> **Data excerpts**
+---+

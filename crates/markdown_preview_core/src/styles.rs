//! Stylesheet links put in front of the rendered body.

use std::path::{Component, Path, PathBuf};
use url::Url;

/// File name of the base layout stylesheet in the media directory.
pub const MARKDOWN_CSS: &str = "markdown.css";
/// File name of the code highlight stylesheet in the media directory.
pub const HIGHLIGHT_CSS: &str = "highlight.css";

fn media_file(media_dir: &Path, file_name: &str) -> String {
    escape_attribute(&media_dir.join(file_name).to_string_lossy())
}

/// Escapes a value put between double quotes of an HTML attribute.
fn escape_attribute(value: &str) -> String {
    let mut escaped = String::with_capacity(value.len());
    for c in value.chars() {
        match c {
            '&' => escaped.push_str("&amp;"),
            '"' => escaped.push_str("&quot;"),
            '<' => escaped.push_str("&lt;"),
            '>' => escaped.push_str("&gt;"),
            c => escaped.push(c),
        }
    }
    escaped
}

/// Links to the base layout and code highlight stylesheets.
pub fn fixed_style_links(media_dir: &Path) -> String {
    format!(
        "<link rel=\"stylesheet\" type=\"text/css\" href=\"{}\" >\
         <link rel=\"stylesheet\" type=\"text/css\" href=\"{}\" >",
        media_file(media_dir, MARKDOWN_CSS),
        media_file(media_dir, HIGHLIGHT_CSS),
    )
}

/// Links to the user stylesheets of a document at `source_path`, one per line.
pub fn user_style_links(source_path: &Path, styles: &[String]) -> String {
    styles
        .iter()
        .filter_map(|style| resolve_style_href(source_path, style))
        .map(|href| {
            format!(
                "<link rel=\"stylesheet\" href=\"{}\" type=\"text/css\" media=\"screen\">",
                escape_attribute(&href)
            )
        })
        .collect::<Vec<_>>()
        .join("\n")
}

/// Resolves a configured stylesheet reference.
///
/// A reference with a scheme is used as is, anything else is a path relative to
/// the directory of `source_path`. Returns `None` for an empty reference.
///
/// ```
/// use markdown_preview_core::styles::resolve_style_href;
/// use std::path::Path;
///
/// let source = Path::new("/docs/readme.md");
/// assert_eq!(
///     resolve_style_href(source, "../theme.css").as_deref(),
///     Some("file:///theme.css")
/// );
/// assert_eq!(
///     resolve_style_href(source, "https://example.com/x.css").as_deref(),
///     Some("https://example.com/x.css")
/// );
/// ```
pub fn resolve_style_href(source_path: &Path, href: &str) -> Option<String> {
    let href = href.trim();
    if href.is_empty() {
        return None;
    }

    if Url::parse(href).is_ok() {
        return Some(href.to_string());
    }

    let source_dir = source_path.parent().unwrap_or_else(|| Path::new(""));
    let resolved = normalize_path(&source_dir.join(href.trim_start_matches(['/', '\\'])));

    Some(
        Url::from_file_path(&resolved)
            .map(String::from)
            .unwrap_or_else(|()| resolved.to_string_lossy().into_owned()),
    )
}

/// Resolves `.` and `..` components without touching the filesystem.
fn normalize_path(path: &Path) -> PathBuf {
    let mut normalized = PathBuf::new();
    for component in path.components() {
        match component {
            Component::CurDir => {}
            Component::ParentDir => match normalized.components().next_back() {
                Some(Component::Normal(_)) => {
                    normalized.pop();
                }
                Some(Component::RootDir | Component::Prefix(_)) => {}
                _ => normalized.push(".."),
            },
            other => normalized.push(other),
        }
    }
    normalized
}

#[cfg(test)]
mod tests {
    use super::*;

    #[test]
    fn test_fixed_style_links() {
        let links = fixed_style_links(Path::new("/opt/mdpreview/media"));
        assert_eq!(
            links,
            "<link rel=\"stylesheet\" type=\"text/css\" href=\"/opt/mdpreview/media/markdown.css\" >\
             <link rel=\"stylesheet\" type=\"text/css\" href=\"/opt/mdpreview/media/highlight.css\" >"
        );
    }

    #[test]
    fn test_hrefs_are_attribute_escaped() {
        let links = fixed_style_links(Path::new("/media/a\"b&c"));
        assert!(links.contains("href=\"/media/a&quot;b&amp;c/markdown.css\""));

        let styles = vec![
            "https://example.com/x.css?a=1&b=\"><script>".to_string(),
            "https://example.com/y.css".to_string(),
        ];
        let links = user_style_links(Path::new("/docs/readme.md"), &styles);
        assert!(!links.contains("<script>"));
        assert_eq!(links.matches("<link ").count(), 2);
        assert_eq!(links.matches('"').count(), 2 * 8);
    }

    #[test]
    fn test_relative_and_absolute_styles() {
        let styles = vec!["theme.css".to_string(), "http://example.com/x.css".to_string()];
        let links = user_style_links(Path::new("/docs/readme.md"), &styles);
        assert_eq!(
            links,
            "<link rel=\"stylesheet\" href=\"file:///docs/theme.css\" type=\"text/css\" media=\"screen\">\n\
             <link rel=\"stylesheet\" href=\"http://example.com/x.css\" type=\"text/css\" media=\"screen\">"
        );
    }

    #[test]
    fn test_resolve_style_href() {
        let source = Path::new("/docs/guide/readme.md");
        let resolve = |href| resolve_style_href(source, href);
        assert_eq!(resolve("./a.css").as_deref(), Some("file:///docs/guide/a.css"));
        assert_eq!(resolve("../../../a.css").as_deref(), Some("file:///a.css"));
        assert_eq!(resolve("css/my theme.css").as_deref(), Some("file:///docs/guide/css/my%20theme.css"));
        assert_eq!(resolve("/shared.css").as_deref(), Some("file:///docs/guide/shared.css"));
        assert_eq!(resolve("file:///etc/x.css").as_deref(), Some("file:///etc/x.css"));
        assert_eq!(resolve(""), None);
        assert_eq!(resolve("   "), None);
    }

    #[test]
    fn test_empty_styles() {
        assert_eq!(user_style_links(Path::new("/docs/readme.md"), &[]), "");
        let styles = vec![String::new(), "a.css".to_string()];
        assert_eq!(
            user_style_links(Path::new("/docs/readme.md"), &styles),
            "<link rel=\"stylesheet\" href=\"file:///docs/a.css\" type=\"text/css\" media=\"screen\">"
        );
    }

    #[test]
    fn test_normalize_path() {
        assert_eq!(normalize_path(Path::new("/a/./b/../c")), PathBuf::from("/a/c"));
        assert_eq!(normalize_path(Path::new("/..")), PathBuf::from("/"));
        assert_eq!(normalize_path(Path::new("../a")), PathBuf::from("../a"));
    }
}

+---+

> **YOUR TASK**
The expected output is every record, repeated exactly.

> **SOLUTION FOR THIS TASK**
filename crates/markdown_preview_core/src/styles.rs
//! Stylesheet links put in front of the rendered body.

use std::path::{Component, Path, PathBuf};
use url::Url;

/// File name of the base layout stylesheet in the media directory.
pub const MARKDOWN_CSS: &str = "markdown.css";
/// File name of the code highlight stylesheet in the media directory.
pub const HIGHLIGHT_CSS: &str = "highlight.css";

fn media_file(media_dir: &Path, file_name: &str) -> String {
    escape_attribute(&media_dir.join(file_name).to_string_lossy())
}

/// Escapes a value put between double quotes of an HTML attribute.
fn escape_attribute(value: &str) -> String {
    let mut escaped = String::with_capacity(value.len());
    for c in value.chars() {
        match c {
            '&' => escaped.push_str("&amp;"),
            '"' => escaped.push_str("&quot;"),
            '<' => escaped.push_str("&lt;"),
            '>' => escaped.push_str("&gt;"),
            c => escaped.push(c),
        }
    }
    escaped
}

/// Links to the base layout and code highlight stylesheets.
pub fn fixed_style_links(media_dir: &Path) -> String {
    format!(
        "<link rel=\"stylesheet\" type=\"text/css\" href=\"{}\" >\
         <link rel=\"stylesheet\" type=\"text/css\" href=\"{}\" >",
        media_file(media_dir, MARKDOWN_CSS),
        media_file(media_dir, HIGHLIGHT_CSS),
    )
}

/// Links to the user stylesheets of a document at `source_path`, one per line.
pub fn user_style_links(source_path: &Path, styles: &[String]) -> String {
    styles
        .iter()
        .filter_map(|style| resolve_style_href(source_path, style))
        .map(|href| {
            format!(
                "<link rel=\"stylesheet\" href=\"{}\" type=\"text/css\" media=\"screen\">",
                escape_attribute(&href)
            )
        })
        .collect::<Vec<_>>()
        .join("\n")
}

/// Resolves a configured stylesheet reference.
///
/// A reference with a scheme is used as is, anything else is a path relative to
/// the directory of `source_path`. Returns `None` for an empty reference.
///
/// ```
/// use markdown_preview_core::styles::resolve_style_href;
/// use std::path::Path;
///
/// let source = Path::new("/docs/readme.md");
/// assert_eq!(
///     resolve_style_href(source, "../theme.css").as_deref(),
///     Some("file:///theme.css")
/// );
/// assert_eq!(
///     resolve_style_href(source, "https://example.com/x.css").as_deref(),
///     Some("https://example.com/x.css")
/// );
/// ```
pub fn resolve_style_href(source_path: &Path, href: &str) -> Option<String> {
    let href = href.trim();
    if href.is_empty() {
        return None;
    }

    if Url::parse(href).is_ok() {
        return Some(href.to_string());
    }

    let source_dir = source_path.parent().unwrap_or_else(|| Path::new(""));
    let resolved = normalize_path(&source_dir.join(href.trim_start_matches(['/', '\\'])));

    Some(
        Url::from_file_path(&resolved)
            .map(String::from)
            .unwrap_or_else(|()| resolved.to_string_lossy().into_owned()),
    )
}

/// Resolves `.` and `..` components without touching the filesystem.
fn normalize_path(path: &Path) -> PathBuf {
    let mut normalized = PathBuf::new();
    for component in path.components() {
        match component {
            Component::CurDir => {}
            Component::ParentDir => match normalized.components().next_back() {
                Some(Component::Normal(_)) => {
                    normalized.pop();
                }
                Some(Component::RootDir | Component::Prefix(_)) => {}
                _ => normalized.push(".."),
            },
            other => normalized.push(other),
        }
    }
    normalized
}

#[cfg(test)]
mod tests {
    use super::*;

    #[test]
    fn test_fixed_style_links() {
        let links = fixed_style_links(Path::new("/opt/mdpreview/media"));
        assert_eq!(
            links,
            "<link rel=\"stylesheet\" type=\"text/css\" href=\"/opt/mdpreview/media/markdown.css\" >\
             <link rel=\"stylesheet\" type=\"text/css\" href=\"/opt/mdpreview/media/highlight.css\" >"
        );
    }

    #[test]
    fn test_hrefs_are_attribute_escaped() {
        let links = fixed_style_links(Path::new("/media/a\"b&c"));
        assert!(links.contains("href=\"/media/a&quot;b&amp;c/markdown.css\""));

        let styles = vec![
            "https://example.com/x.css?a=1&b=\"><script>".to_string(),
            "https://example.com/y.css".to_string(),
        ];
        let links = user_style_links(Path::new("/docs/readme.md"), &styles);
        assert!(!links.contains("<script>"));
        assert_eq!(links.matches("<link ").count(), 2);
        assert_eq!(links.matches('"').count(), 2 * 8);
    }

    #[test]
    fn test_relative_and_absolute_styles() {
        let styles = vec!["theme.css".to_string(), "http://example.com/x.css".to_string()];
        let links = user_style_links(Path::new("/docs/readme.md"), &styles);
        assert_eq!(
            links,
            "<link rel=\"stylesheet\" href=\"file:///docs/theme.css\" type=\"text/css\" media=\"screen\">\n\
             <link rel=\"stylesheet\" href=\"http://example.com/x.css\" type=\"text/css\" media=\"screen\">"
        );
    }

    #[test]
    fn test_resolve_style_href() {
        let source = Path::new("/docs/guide/readme.md");
        let resolve = |href| resolve_style_href(source, href);
        assert_eq!(resolve("./a.css").as_deref(), Some("file:///docs/guide/a.css"));
        assert_eq!(resolve("../../../a.css").as_deref(), Some("file:///a.css"));
        assert_eq!(resolve("css/my theme.css").as_deref(), Some("file:///docs/guide/css/my%20theme.css"));
        assert_eq!(resolve("/shared.css").as_deref(), Some("file:///docs/guide/shared.css"));
        assert_eq!(resolve("file:///etc/x.css").as_deref(), Some("file:///etc/x.css"));
        assert_eq!(resolve(""), None);
        assert_eq!(resolve("   "), None);
    }

    #[test]
    fn test_empty_styles() {
        assert_eq!(user_style_links(Path::new("/docs/readme.md"), &[]), "");
        let styles = vec![String::new(), "a.css".to_string()];
        assert_eq!(
            user_style_links(Path::new("/docs/readme.md"), &styles),
            "<link rel=\"stylesheet\" href=\"file:///docs/a.css\" type=\"text/css\" media=\"screen\">"
        );
    }

    #[test]
    fn test_normalize_path() {
        assert_eq!(normalize_path(Path::new("/a/./b/../c")), PathBuf::from("/a/c"));
        assert_eq!(normalize_path(Path::new("/..")), PathBuf::from("/"));
        assert_eq!(normalize_path(Path::new("../a")), PathBuf::from("../a"));
    }
}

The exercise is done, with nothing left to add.